### [Recorded information]
-- Opening Marker --

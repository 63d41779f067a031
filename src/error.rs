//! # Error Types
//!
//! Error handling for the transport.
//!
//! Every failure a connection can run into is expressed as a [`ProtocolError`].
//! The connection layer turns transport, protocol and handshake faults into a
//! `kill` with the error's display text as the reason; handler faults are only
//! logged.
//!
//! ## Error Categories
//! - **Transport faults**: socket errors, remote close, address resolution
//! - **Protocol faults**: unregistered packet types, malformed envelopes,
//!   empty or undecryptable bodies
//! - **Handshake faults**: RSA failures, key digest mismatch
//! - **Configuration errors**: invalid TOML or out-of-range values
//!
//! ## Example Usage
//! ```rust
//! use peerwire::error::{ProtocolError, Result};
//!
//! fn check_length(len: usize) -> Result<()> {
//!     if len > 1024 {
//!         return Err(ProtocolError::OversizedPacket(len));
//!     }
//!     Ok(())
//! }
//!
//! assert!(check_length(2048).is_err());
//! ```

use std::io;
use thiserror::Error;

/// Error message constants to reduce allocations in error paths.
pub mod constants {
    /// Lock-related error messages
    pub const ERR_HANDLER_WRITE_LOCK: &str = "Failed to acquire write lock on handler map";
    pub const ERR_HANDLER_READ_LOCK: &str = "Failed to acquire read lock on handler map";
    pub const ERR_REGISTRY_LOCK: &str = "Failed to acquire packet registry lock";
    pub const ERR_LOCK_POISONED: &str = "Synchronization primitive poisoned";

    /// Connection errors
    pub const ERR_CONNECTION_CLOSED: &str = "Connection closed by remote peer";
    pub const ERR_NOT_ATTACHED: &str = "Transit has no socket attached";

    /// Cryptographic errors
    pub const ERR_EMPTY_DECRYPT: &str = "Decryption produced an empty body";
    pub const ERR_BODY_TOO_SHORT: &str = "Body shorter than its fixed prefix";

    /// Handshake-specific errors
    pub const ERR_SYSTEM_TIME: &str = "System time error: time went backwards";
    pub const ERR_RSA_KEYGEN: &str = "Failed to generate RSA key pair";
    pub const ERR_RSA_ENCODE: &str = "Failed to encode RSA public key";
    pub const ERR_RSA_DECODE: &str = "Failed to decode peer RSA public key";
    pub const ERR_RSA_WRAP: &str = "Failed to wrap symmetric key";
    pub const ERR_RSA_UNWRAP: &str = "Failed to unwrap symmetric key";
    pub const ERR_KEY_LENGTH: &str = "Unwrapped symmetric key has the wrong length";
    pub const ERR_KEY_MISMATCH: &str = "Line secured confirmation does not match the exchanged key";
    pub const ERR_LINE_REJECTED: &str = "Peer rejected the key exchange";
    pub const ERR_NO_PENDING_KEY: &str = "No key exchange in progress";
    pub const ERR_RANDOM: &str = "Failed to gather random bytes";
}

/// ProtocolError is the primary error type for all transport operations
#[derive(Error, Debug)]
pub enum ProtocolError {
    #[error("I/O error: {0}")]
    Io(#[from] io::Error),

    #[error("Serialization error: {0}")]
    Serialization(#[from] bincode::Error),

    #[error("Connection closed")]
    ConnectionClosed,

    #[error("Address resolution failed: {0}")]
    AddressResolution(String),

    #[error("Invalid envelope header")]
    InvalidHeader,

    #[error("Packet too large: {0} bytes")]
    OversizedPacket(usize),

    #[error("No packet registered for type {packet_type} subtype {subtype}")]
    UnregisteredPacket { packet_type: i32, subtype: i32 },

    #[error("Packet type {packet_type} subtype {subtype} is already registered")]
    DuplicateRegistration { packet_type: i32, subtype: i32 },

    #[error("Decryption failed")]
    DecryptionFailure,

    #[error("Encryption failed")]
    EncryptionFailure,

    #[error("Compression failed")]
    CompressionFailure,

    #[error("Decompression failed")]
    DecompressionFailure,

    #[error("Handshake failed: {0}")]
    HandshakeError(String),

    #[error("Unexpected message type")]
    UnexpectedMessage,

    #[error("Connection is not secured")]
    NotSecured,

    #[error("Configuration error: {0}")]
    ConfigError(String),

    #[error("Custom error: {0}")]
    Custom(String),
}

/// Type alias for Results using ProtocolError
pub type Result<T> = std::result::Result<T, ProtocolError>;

-- Closing Marker --
-- Opening Marker --

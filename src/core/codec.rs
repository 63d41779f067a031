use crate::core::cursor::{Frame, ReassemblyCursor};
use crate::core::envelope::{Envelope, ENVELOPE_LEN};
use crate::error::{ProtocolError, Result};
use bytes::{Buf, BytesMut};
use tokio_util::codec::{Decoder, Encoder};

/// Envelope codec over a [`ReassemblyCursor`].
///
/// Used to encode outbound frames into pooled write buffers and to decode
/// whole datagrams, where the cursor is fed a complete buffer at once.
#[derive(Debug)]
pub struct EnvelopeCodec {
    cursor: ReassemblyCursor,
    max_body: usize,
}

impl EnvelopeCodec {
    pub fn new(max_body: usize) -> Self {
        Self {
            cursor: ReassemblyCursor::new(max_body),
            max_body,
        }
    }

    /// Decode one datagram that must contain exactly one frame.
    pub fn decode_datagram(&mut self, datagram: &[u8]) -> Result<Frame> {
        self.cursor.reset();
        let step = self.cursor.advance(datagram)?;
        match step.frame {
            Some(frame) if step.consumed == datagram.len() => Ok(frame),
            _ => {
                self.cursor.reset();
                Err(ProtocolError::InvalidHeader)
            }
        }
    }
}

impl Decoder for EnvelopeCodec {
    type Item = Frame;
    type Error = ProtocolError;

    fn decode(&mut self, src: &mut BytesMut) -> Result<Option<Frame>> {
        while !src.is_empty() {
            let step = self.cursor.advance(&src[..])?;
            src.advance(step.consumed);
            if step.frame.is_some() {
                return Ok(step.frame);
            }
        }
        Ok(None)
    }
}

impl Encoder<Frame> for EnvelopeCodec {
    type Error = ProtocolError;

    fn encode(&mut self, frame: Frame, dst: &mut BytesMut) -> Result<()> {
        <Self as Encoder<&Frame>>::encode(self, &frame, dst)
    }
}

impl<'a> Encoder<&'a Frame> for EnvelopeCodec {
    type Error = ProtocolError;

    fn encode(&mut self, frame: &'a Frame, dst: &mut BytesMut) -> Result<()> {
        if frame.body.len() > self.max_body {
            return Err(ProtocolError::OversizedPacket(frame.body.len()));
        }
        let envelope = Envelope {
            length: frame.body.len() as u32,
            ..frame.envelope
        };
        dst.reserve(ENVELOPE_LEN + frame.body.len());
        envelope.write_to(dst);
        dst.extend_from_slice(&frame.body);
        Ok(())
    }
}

-- Closing Marker --

### [Task statement]
Scan the data above and copy every line with "errors" in it.

### [Your solution]
//! - **Transport faults**: socket errors, remote close, address resolution
//! - **Configuration errors**: invalid TOML or out-of-range values
    /// Connection errors
    /// Cryptographic errors
    /// Handshake-specific errors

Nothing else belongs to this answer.